またベンチャー系のDXベンダーで、当社のような「攻めのDX」をサービスとして提供している会社もありますが、どちらかというとメインは中小企業に寄っており、こちらも競合にはぶつからないというのが実態になります。では、実際現場で競合がいないのかというと、そうではありません。
例えば、IoTサービスのDXの事案ですと、IoTに強い会社がコンペとして競合にぶつかることがあります。AIであればAIのサービス提供を生業にしている会社です。

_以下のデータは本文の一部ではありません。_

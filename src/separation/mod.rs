//! External source-separation tools
//!
//! Both models run out-of-process behind adapter traits so the pipeline can
//! be driven with fakes:
//! - [`StemSeparator`]: full-mix separation (demucs)
//! - [`DrumSeparator`]: drum sub-separation (drumsep)

pub mod drums;
pub mod full_mix;
pub mod models;
pub mod runner;
pub mod workdir;

pub use drums::{DrumSeparator, DrumsepSeparator, DRUM_MODEL_ID};
pub use full_mix::{DemucsSeparator, StemSeparator};
pub use runner::{ProcessRunner, ToolInvocation, ToolRunner};
pub use workdir::WorkingArea;
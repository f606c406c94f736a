//! Key/tempo estimation for one input file
//!
//! Produces the [`TrackMetadata`] that every rendered file name is built from.
//! Estimation is best-effort: [`Estimator::estimate_or_unknown`] substitutes
//! `{"Unknown", "", 0}` on any failure.

use super::bpm::{BpmDetector, StratumBpmDetector};
use super::key::{ChromaKeyDetector, KeyDetector};
use crate::audio;
use crate::error::{Result, StemsplitError};
use crate::types::TrackMetadata;
use std::path::Path;
use tracing::{debug, warn};

/// Minimum audio duration in seconds required for a meaningful estimate
pub const MIN_AUDIO_DURATION_SECS: f64 = 3.0;

/// Key and tempo estimator with pluggable backends
pub struct Estimator {
    bpm_detector: Box<dyn BpmDetector>,
    key_detector: Box<dyn KeyDetector>,
}

impl Default for Estimator {
    fn default() -> Self {
        Self::new(
            Box::new(StratumBpmDetector::new()),
            Box::new(ChromaKeyDetector::new()),
        )
    }
}

impl Estimator {
    pub fn new(bpm_detector: Box<dyn BpmDetector>, key_detector: Box<dyn KeyDetector>) -> Self {
        Self {
            bpm_detector,
            key_detector,
        }
    }

    /// Decode `path` and estimate its key and tempo
    pub fn estimate(&self, path: &Path) -> Result<TrackMetadata> {
        debug!(
            "Estimating key/tempo for {} ({} / {})",
            path.display(),
            self.key_detector.name(),
            self.bpm_detector.name()
        );

        let buffer = audio::decode(path)?;

        if buffer.duration < MIN_AUDIO_DURATION_SECS {
            return Err(StemsplitError::AnalysisError {
                path: path.to_path_buf(),
                reason: format!(
                    "Audio too short ({:.1}s). Minimum {:.0}s required for key/tempo estimation.",
                    buffer.duration, MIN_AUDIO_DURATION_SECS
                ),
            });
        }

        let bpm = self
            .bpm_detector
            .detect(&buffer)
            .map_err(|e| attach_path(e, path))?;
        let key = self
            .key_detector
            .detect(&buffer)
            .map_err(|e| attach_path(e, path))?;

        Ok(TrackMetadata {
            song_name: song_name(path),
            key: key.label(),
            wheel_position: key.camelot,
            tempo_bpm: bpm.rounded(),
        })
    }

    /// Estimate, falling back to unknown metadata on any error
    pub fn estimate_or_unknown(&self, path: &Path) -> TrackMetadata {
        match self.estimate(path) {
            Ok(metadata) => metadata,
            Err(e) => {
                warn!("Key/tempo estimation failed, continuing without it: {}", e);
                TrackMetadata::unknown(song_name(path))
            }
        }
    }
}

/// Input file name without its extension
pub fn song_name(path: &Path) -> String {
    path.file_stem()
        .map(|s| s.to_string_lossy().into_owned())
        .unwrap_or_default()
}

fn attach_path(err: StemsplitError, path: &Path) -> StemsplitError {
    match err {
        StemsplitError::AnalysisError { reason, .. } => StemsplitError::AnalysisError {
            path: path.to_path_buf(),
            reason,
        },
        other => other,
    }
}
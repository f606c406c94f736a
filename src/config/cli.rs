//! CLI argument parsing

use clap::Parser;
use std::path::PathBuf;

/// stemsplit - Split a song into named stems with key and BPM detection
///
/// Runs demucs on the input song, splits the drum stem further into kick,
/// snare, hats and toms, and names every file after the detected key and
/// tempo.
#[derive(Parser, Debug)]
#[command(name = "stemsplit")]
#[command(author, version, about, long_about = None)]
#[command(propagate_version = true)]
pub struct Cli {
    /// Audio file to process
    #[arg(value_name = "INPUT")]
    pub input: PathBuf,

    /// Path to the YAML settings file (defaults to config.yaml next to the executable)
    #[arg(short, long, value_name = "PATH")]
    pub config: Option<PathBuf>,

    /// Override the output directory
    #[arg(short, long, value_name = "DIR")]
    pub output: Option<PathBuf>,

    /// Override the demucs model (e.g. htdemucs, htdemucs_6s, mdx_extra)
    #[arg(short, long, value_name = "NAME")]
    pub model: Option<String>,

    /// Do not open the output folder when finished
    #[arg(long, default_value = "false")]
    pub no_open: bool,

    /// Dry run - show the files that would be written without running any tool
    #[arg(long, default_value = "false")]
    pub dry_run: bool,

    /// Verbose output (can be repeated: -v, -vv, -vvv)
    #[arg(short, long, action = clap::ArgAction::Count)]
    pub verbose: u8,

    /// Quiet mode (suppress spinners and non-error logs)
    #[arg(short, long, default_value = "false")]
    pub quiet: bool,
}

impl Cli {
    /// Get the log level based on verbosity flags
    pub fn log_level(&self) -> tracing::Level {
        if self.quiet {
            return tracing::Level::ERROR;
        }
        match self.verbose {
            0 => tracing::Level::WARN,
            1 => tracing::Level::INFO,
            2 => tracing::Level::DEBUG,
            _ => tracing::Level::TRACE,
        }
    }
}
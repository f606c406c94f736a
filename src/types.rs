//! Core data types for stemsplit
//!
//! These types represent the domain model and flow through the pipeline.

use std::fmt;
use std::path::PathBuf;

// =============================================================================
// Musical primitives
// =============================================================================

/// The 12 pitch classes in Western music
#[derive(Debug, Clone, Copy, PartialEq, Eq, Hash)]
pub enum PitchClass {
    C,
    Cs, // C#/Db
    D,
    Ds, // D#/Eb
    E,
    F,
    Fs, // F#/Gb
    G,
    Gs, // G#/Ab
    A,
    As, // A#/Bb
    B,
}

impl PitchClass {
    /// All pitch classes in index order (0 = C, ..., 11 = B)
    pub const ALL: [PitchClass; 12] = [
        PitchClass::C,
        PitchClass::Cs,
        PitchClass::D,
        PitchClass::Ds,
        PitchClass::E,
        PitchClass::F,
        PitchClass::Fs,
        PitchClass::G,
        PitchClass::Gs,
        PitchClass::A,
        PitchClass::As,
        PitchClass::B,
    ];

    /// Convert from numeric index (0 = C, 1 = C#, ..., 11 = B), wrapping modulo 12
    pub fn from_index(index: usize) -> Self {
        Self::ALL[index % 12]
    }

    /// Convert to numeric index (0 = C, 1 = C#, ..., 11 = B)
    pub fn to_index(self) -> usize {
        self as usize
    }

    /// Sharp notation (e.g., "C", "F#", "A#")
    pub fn to_standard_notation(self) -> &'static str {
        match self {
            PitchClass::C => "C",
            PitchClass::Cs => "C#",
            PitchClass::D => "D",
            PitchClass::Ds => "D#",
            PitchClass::E => "E",
            PitchClass::F => "F",
            PitchClass::Fs => "F#",
            PitchClass::G => "G",
            PitchClass::Gs => "G#",
            PitchClass::A => "A",
            PitchClass::As => "A#",
            PitchClass::B => "B",
        }
    }
}

/// Major or Minor scale
#[derive(Debug, Clone, Copy, PartialEq, Eq, Hash)]
pub enum Mode {
    Major,
    Minor,
}

// =============================================================================
// Analysis results
// =============================================================================

/// BPM analysis result
#[derive(Debug, Clone, PartialEq)]
pub struct BpmResult {
    /// Detected tempo before rounding
    pub value: f64,
    /// Confidence score (0.0 - 1.0)
    pub confidence: f64,
}

impl BpmResult {
    /// Tempo rounded to the nearest whole BPM, halves to even
    pub fn rounded(&self) -> u32 {
        if self.value.is_finite() && self.value > 0.0 {
            self.value.round_ties_even() as u32
        } else {
            0
        }
    }
}

/// Musical key analysis result
#[derive(Debug, Clone, PartialEq)]
pub struct KeyResult {
    /// Detected tonic
    pub pitch_class: PitchClass,
    /// Major or Minor
    pub mode: Mode,
    /// Camelot notation ("1A" - "12B")
    pub camelot: String,
    /// Winning profile correlation score
    pub score: f64,
}

impl KeyResult {
    /// Key label as written in filenames ("C", "F#", "Am", "C#m")
    pub fn label(&self) -> String {
        match self.mode {
            Mode::Major => self.pitch_class.to_standard_notation().to_string(),
            Mode::Minor => format!("{}m", self.pitch_class.to_standard_notation()),
        }
    }
}

// =============================================================================
// Run records
// =============================================================================

/// Key placeholder used when estimation fails
pub const UNKNOWN_KEY: &str = "Unknown";

/// Per-run track metadata feeding every rendered filename
///
/// Computed once by the estimator and never mutated afterward.
#[derive(Debug, Clone, PartialEq, Eq)]
pub struct TrackMetadata {
    /// Input file name without extension
    pub song_name: String,
    /// Key label ("Am", "F#") or "Unknown"
    pub key: String,
    /// Camelot wheel position ("8A") or empty
    pub wheel_position: String,
    /// Tempo rounded to whole BPM, 0 when unknown
    pub tempo_bpm: u32,
}

impl TrackMetadata {
    /// Metadata substituted when key/tempo estimation fails
    pub fn unknown(song_name: impl Into<String>) -> Self {
        Self {
            song_name: song_name.into(),
            key: UNKNOWN_KEY.to_string(),
            wheel_position: String::new(),
            tempo_bpm: 0,
        }
    }
}

impl fmt::Display for TrackMetadata {
    fn fmt(&self, f: &mut fmt::Formatter<'_>) -> fmt::Result {
        if self.wheel_position.is_empty() {
            write!(f, "key {}, tempo {} BPM", self.key, self.tempo_bpm)
        } else {
            write!(
                f,
                "key {} ({}), tempo {} BPM",
                self.key, self.wheel_position, self.tempo_bpm
            )
        }
    }
}

/// One copy operation from a tool's output into the output contract
#[derive(Debug, Clone, PartialEq, Eq)]
pub struct StemRecord {
    /// Label rendered into the `{stem}` placeholder ("Vocals", "Kick")
    pub stem_label: String,
    /// File produced by an external tool (or the original input)
    pub source_path: PathBuf,
    /// Final, already-formatted destination path
    pub dest_path: PathBuf,
}

// =============================================================================
// Audio buffer types
// =============================================================================

/// Decoded audio samples ready for analysis
#[derive(Debug, Clone)]
pub struct AudioBuffer {
    /// Mono samples normalized to [-1.0, 1.0]
    pub samples: Vec<f32>,
    /// Sample rate in Hz
    pub sample_rate: u32,
    /// Duration in seconds
    pub duration: f64,
}

impl AudioBuffer {
    pub fn new(samples: Vec<f32>, sample_rate: u32) -> Self {
        // Guard against division by zero - use 0 duration for invalid sample rate
        let duration = if sample_rate > 0 {
            samples.len() as f64 / sample_rate as f64
        } else {
            0.0
        };
        Self {
            samples,
            sample_rate,
            duration,
        }
    }

    /// Number of samples
    pub fn len(&self) -> usize {
        self.samples.len()
    }

    /// Check if buffer is empty
    pub fn is_empty(&self) -> bool {
        self.samples.is_empty()
    }
}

そのため、DXの品目により競合が変わることがあります。
ただし、このような網羅性を持ってサービスを提供している会社は希少であることから、当社がユニークであるとお伝えしているのですが、網羅性を持った会社がいないかというと、実際には大手のコンサルファームがサービスを手がけています。
しかし、彼らは、ビジネスコンサルテーションがメインのビジネス領域になっており、エンジニアリングリソースは持っているものの、すべてがまかなえているわけではないため、当社としては大手のコンサルファームは競合する関係でもあり、一緒になって協力してDXを推進する関係性でもあります。
質疑応答:アメリカの景気後退による影響について
「アメリカの企業で人員削減が進んでおり、景気減速、リセッションの懸念もあるが、影響が出ているか?」というご質問です。
現在のところ日本においては、まだ景気後退の流れは出ていません。業務においても影響は出ていないのが実態です。ただし、ご指摘の懸念は重々理解しており、その意味ではこの下期、または来期以降、景気後退の局面に対してしっかり備えられるように、固定費等を含めた販管費において、しっかり規律を持った運営をしていきたいと思っています。
ただ一方で、このようなタイミングで採用にしっかり投資することも必要だと考えているため、そのあたりは景況感を見極めながら対応していきたいと考えています。